Last month, I agreed to do a sample shoot for the catalog of a company in which my freelance employer invests. The product, a line of collegiate-branded women’s sleepwear, seemed right up my alley (seriously, who doesn’t love pajamas??), though it had been a while since I’d done a shoot. Although it was fun (my photographer, Tara Arseven, was just wonderful: personable, intelligent, and funny), the experience was a good reminder that I simply am not keen on attempting to use my appearance to make a living when I could (less stressfully, and with fewer creepers) use my talents to do the same. If nothing else, some of the attire was just skimpier than I am comfortable being photographed: about the least I’m okay with wearing tends to be a sports bra and spandex shorts for a sports-related shoot.
He (my freelance boss) wanted to do a re-shoot with another photographer as well, and had talked about me rebuilding my portfolio, but it felt good to be able to say with certainty that I would prefer to focus on my writing/editing/marketing and that I’m not interested in any sort of modeling right now.

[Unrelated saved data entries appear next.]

use crate::domain_model::{AccessToken, Credentials, TokenId};
use serde::{Deserialize, Serialize};
use std::fmt;

/// Failure of a token request. The first five variants are protocol
/// outcomes reported to the caller; `Store` and `InternalError` are
/// infrastructure faults.
#[derive(Debug, thiserror::Error)]
pub enum OAuthError {
    #[error("invalid_request: {0}")]
    InvalidRequest(String),
    #[error("invalid_grant: {0}")]
    InvalidGrant(String),
    #[error("invalid_client: {0}")]
    InvalidClient(String),
    #[error("invalid_scope: {0}")]
    InvalidScope(String),
    /// A refresh token was redeemed again after it had already been rotated.
    #[error("reuse_detected: refresh token {0} was presented after rotation")]
    ReuseDetected(TokenId),
    #[error("store error: {0}")]
    Store(String),
    #[error("internal error: {0}")]
    InternalError(String),
}

#[derive(Debug, Clone, Copy, Eq, PartialEq, Hash, Serialize)]
#[serde(rename_all = "snake_case")]
pub enum FailureKind {
    InvalidRequest,
    InvalidGrant,
    InvalidClient,
    InvalidScope,
    ReuseDetected,
}

impl FailureKind {
    pub fn as_str(&self) -> &'static str {
        match self {
            FailureKind::InvalidRequest => "invalid_request",
            FailureKind::InvalidGrant => "invalid_grant",
            FailureKind::InvalidClient => "invalid_client",
            FailureKind::InvalidScope => "invalid_scope",
            FailureKind::ReuseDetected => "reuse_detected",
        }
    }
}

impl fmt::Display for FailureKind {
    fn fmt(&self, f: &mut fmt::Formatter<'_>) -> fmt::Result {
        f.write_str(self.as_str())
    }
}

impl OAuthError {
    /// Protocol failure kind, `None` for infrastructure errors.
    pub fn kind(&self) -> Option<FailureKind> {
        match self {
            OAuthError::InvalidRequest(_) => Some(FailureKind::InvalidRequest),
            OAuthError::InvalidGrant(_) => Some(FailureKind::InvalidGrant),
            OAuthError::InvalidClient(_) => Some(FailureKind::InvalidClient),
            OAuthError::InvalidScope(_) => Some(FailureKind::InvalidScope),
            OAuthError::ReuseDetected(_) => Some(FailureKind::ReuseDetected),
            OAuthError::Store(_) | OAuthError::InternalError(_) => None,
        }
    }

    pub fn detail(&self) -> String {
        match self {
            OAuthError::InvalidRequest(d)
            | OAuthError::InvalidGrant(d)
            | OAuthError::InvalidClient(d)
            | OAuthError::InvalidScope(d) => d.clone(),
            OAuthError::ReuseDetected(_) => {
                "The refresh token has already been used and was revoked.".to_string()
            }
            // Infrastructure details stay in the logs.
            OAuthError::Store(_) | OAuthError::InternalError(_) => {
                "The authorization server encountered an unexpected condition.".to_string()
            }
        }
    }

    pub fn to_response(&self) -> ErrorResponse {
        ErrorResponse {
            error: self.kind().map_or("server_error", |k| k.as_str()),
            error_description: self.detail(),
        }
    }
}

#[derive(Debug, Clone, Serialize)]
pub struct ErrorResponse {
    pub error: &'static str,
    pub error_description: String,
}

/// Request parameters of a refresh-token grant.
#[derive(Debug, Clone, Default, Deserialize)]
pub struct RotationParams {
    pub scope: Option<String>,
    /// Alias of `scope`; `scope` wins when both are present.
    pub scopes: Option<String>,
    pub refresh_token: Option<String>,
}

impl RotationParams {
    pub fn new(refresh_token: impl Into<String>) -> Self {
        RotationParams {
            refresh_token: Some(refresh_token.into()),
            ..Default::default()
        }
    }

    pub fn with_scope(mut self, scope: impl Into<String>) -> Self {
        self.scope = Some(scope.into());
        self
    }

    /// Requested scope string, or `None` when the caller asked for no
    /// narrowing.
    pub fn requested_scope(&self) -> Option<&str> {
        self.scope
            .as_deref()
            .or(self.scopes.as_deref())
            .filter(|s| !s.trim().is_empty())
    }
}

/// Successful token response body.
#[derive(Debug, Clone, Serialize)]
pub struct TokenResponse {
    pub access_token: String,
    pub token_type: &'static str,
    #[serde(skip_serializing_if = "Option::is_none")]
    pub expires_in: Option<u64>,
    #[serde(skip_serializing_if = "Option::is_none")]
    pub refresh_token: Option<String>,
    #[serde(skip_serializing_if = "String::is_empty")]
    pub scope: String,
    pub created_at: i64,
}

impl From<&AccessToken> for TokenResponse {
    fn from(token: &AccessToken) -> Self {
        TokenResponse {
            access_token: token.token.clone(),
            token_type: "Bearer",
            expires_in: token.expires_in.map(|d| d.as_secs()),
            refresh_token: token.refresh_token_value().map(str::to_owned),
            scope: token.scopes.to_string(),
            created_at: token.created_at.timestamp(),
        }
    }
}

#[async_trait::async_trait]
pub trait TokenRotationService: Send + Sync {
    /// Exchange the refresh token named in `params` for a new token.
    async fn rotate(
        &self,
        credentials: Option<Credentials>,
        params: RotationParams,
    ) -> Result<AccessToken, OAuthError>;
}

There were some nice images, including the ones I’ve posted here…but what I really liked about the shoot was the glimmer of my genuine smile coming back (not counting the one with the straddle hold below: my face was showing the strain of holding the position, but cool athletic things >>> being attractive). For me, this was evidence of the fact that hard times don’t last forever: I was bound to be back to my old self again, just better, stronger, wiser, and hopefully kinder than ever before. Hurt doesn’t have to last forever.
And just like that
You were gone,
Much like the wave of
Emotion your now-distant
Memory succinctly evokes.
Sometimes, it can be a blessing to have the “one that got away” only a text message away. He, who broke my heart several short years ago, was suddenly my lifeline when Seyi turned out to be a legitimately shitty person. Even now, we are in tune enough for that; still finishing each other’s sentences after all this time. I told him I’d never forgive him if he made me fall for him again…but perhaps I’ve finally (hopefully!!!) learned what Ms. Maya admonished long ago: “When someone shows you who they are, believe them the first time.”
I’m not sure if it’s from being sick, or perhaps the days I end up working 9:30-8:30, but I’ve just been really tired lately. And very frustrated tonight… I stayed for the remainder of open gym and I just couldn’t/wouldn’t (the issue is mental, not a physical inability) tumble except for throwing tucks on one specific mat. -__- I’m so, so fucking tired of dealing with mental blocks. Tired of not having my life where I want it in general, I guess. But that takes time. I know it will work out, so I’ve just got to keep chugging along.
I’m moving next month. I certainly have mixed feelings about that, since there’s so much more I wanted to be able to do for my parents before I moved, but with my sister moving back home it’s just a better idea for me to go. Plot twist: I’m moving in with the “other woman” (or one of them, anyway); hereafter, I’ll just refer to her as “F,” my roommate-to-be. As she and I have laughed about, Seyi may have been a shitty person but he sure did have good taste in women. 😉 We’d wanted to meet each other for a while, and it turns out we have a whole lot in common. I’m excited about this new chapter in my life even as I am already missed evenings with my parents and worrying about the financial aspects.
I hope things will feel better in the morning. It was just a rough day, but things will get better soon. Maybe I just need a hug, a long set of sprints, and a margarita.